Use security.pki.cert.fingerprint, security.pki.cert.key_match.check, security.pki.cert.san.check, security.pki.cert.subject.check, security.pki.cert.issuer.check and security.pki.trust.install_bundle for certificate prechecks, trust-bundle installation and post-install validation.

SSH key generation safeguards

security.ssh.keygen keeps no-overwrite behavior by default unless force: true is set.
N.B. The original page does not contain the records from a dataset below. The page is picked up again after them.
//! API request and response structures

use chrono::{DateTime, Utc};
use serde::{Deserialize, Serialize};

use crate::state::{PanelView, PlayerSnapshot, SiteSnapshot};

/// API response structure for state change endpoints
#[derive(Debug, Clone, Serialize, Deserialize)]
pub struct ApiResponse {
    pub status: String,
    pub message: String,
    pub timestamp: DateTime<Utc>,
    pub snapshot: SiteSnapshot,
}

impl ApiResponse {
    /// Create a new API response
    pub fn new(status: String, message: String, snapshot: SiteSnapshot) -> Self {
        Self {
            status,
            message,
            timestamp: Utc::now(),
            snapshot,
        }
    }

    /// Create a response for a request that was applied
    pub fn ok(message: String, snapshot: SiteSnapshot) -> Self {
        Self::new("ok".to_string(), message, snapshot)
    }

    /// Create a response for a request that changed nothing
    pub fn unchanged(message: String, snapshot: SiteSnapshot) -> Self {
        Self::new("unchanged".to_string(), message, snapshot)
    }
}

/// Full status response
#[derive(Debug, Clone, Serialize, Deserialize)]
pub struct StatusResponse {
    pub panel: PanelView,
    pub player: PlayerSnapshot,
    pub uptime: String,
    pub port: u16,
    pub host: String,
    pub last_action: Option<String>,
    pub last_action_time: Option<DateTime<Utc>>,
}

/// Health check response
#[derive(Debug, Clone, Serialize, Deserialize)]
pub struct HealthResponse {
    pub status: String,
    pub timestamp: DateTime<Utc>,
    pub version: String,
}

impl HealthResponse {
    /// Create a new health response
    pub fn ok() -> Self {
        Self {
            status: "ok".to_string(),
            timestamp: Utc::now(),
            version: env!("CARGO_PKG_VERSION").to_string(),
        }
    }
}

/// Body of POST /player/select
#[derive(Debug, Clone, Serialize, Deserialize)]
#[serde(untagged)]
pub enum SelectRequest {
    Index { index: usize },
    Url { url: String },
}

/// Body of POST /player/volume
#[derive(Debug, Clone, Serialize, Deserialize)]
pub struct VolumeRequest {
    pub volume: f32,
}

/// Query of GET /readouts/boost-sales
#[derive(Debug, Clone, Deserialize)]
pub struct BoostSalesQuery {
    pub sold: u64,
    pub total: u64,
}

/// Query of GET /readouts/speed
#[derive(Debug, Clone, Deserialize)]
pub struct SpeedQuery {
    pub value: f64,
    pub min: Option<f64>,
    pub max: Option<f64>,
    pub units: Option<String>,
}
It supports passphrase material via passphrase_secret, secret-safe manual preview, public-key-only readback and fingerprint output after generation.

Security operation completeness

AppArmor completeness plugins manage and validate profile modes explicitly: security.apparmor.enforce, security.apparmor.complain, security.apparmor.disable, security.apparmor.profile.check and security.apparmor.validate.

Auditd readback and rule-builder plugins provide active/persistent rule facts, file watches, syscall rules, event search and backlog/lost-event assertions: security.audit.rules.facts, security.audit.watch, security.audit.syscall, security.audit.search and security.audit.backlog.check.

Sudo readback plugins verify effective privileges without changing sudoers: security.sudo.list lists privileges, while security.sudo.check checks whether a user can run a specific command through sudo without prompting.

PAM stack assertion and backup plugins complement the mutating PAM plugins: security.pam.include.check, security.pam.module.check, security.pam.order.check, security.pam.backup and security.pam.restore. security.pam.restore requires confirm: true because it can affect login paths.

Capability preflight and redaction policy

Use capabilities requirements to derive remote tool requirements from the selected job plan after detecting each target OS family. Normal automax run performs the same OS-aware capability preflight implicitly before executing remote tools. When selected substeps use sudo, pass automax run --sudo-password-env ENV_NAME so the target account can keep password-protected sudo instead of a NOPASSWD sudoers drop-in. Use capabilities install --sudo-password-env ENV_NAME to install only missing dependency packages for the selected job and target OS; successful package-manager stdout/stderr is suppressed by default and can be shown with --verbose for troubleshooting.

The explicit capability plugins are:

os.capability.check
automax.plugin.requirements

Use security.secret.redact.check, security.secret.scan_output and security.secret.scan_preview to validate that previews, command output and registered payloads do not expose declared secret values or common secret-shaped assignments such as password=..., bearer tokens or private-key blocks.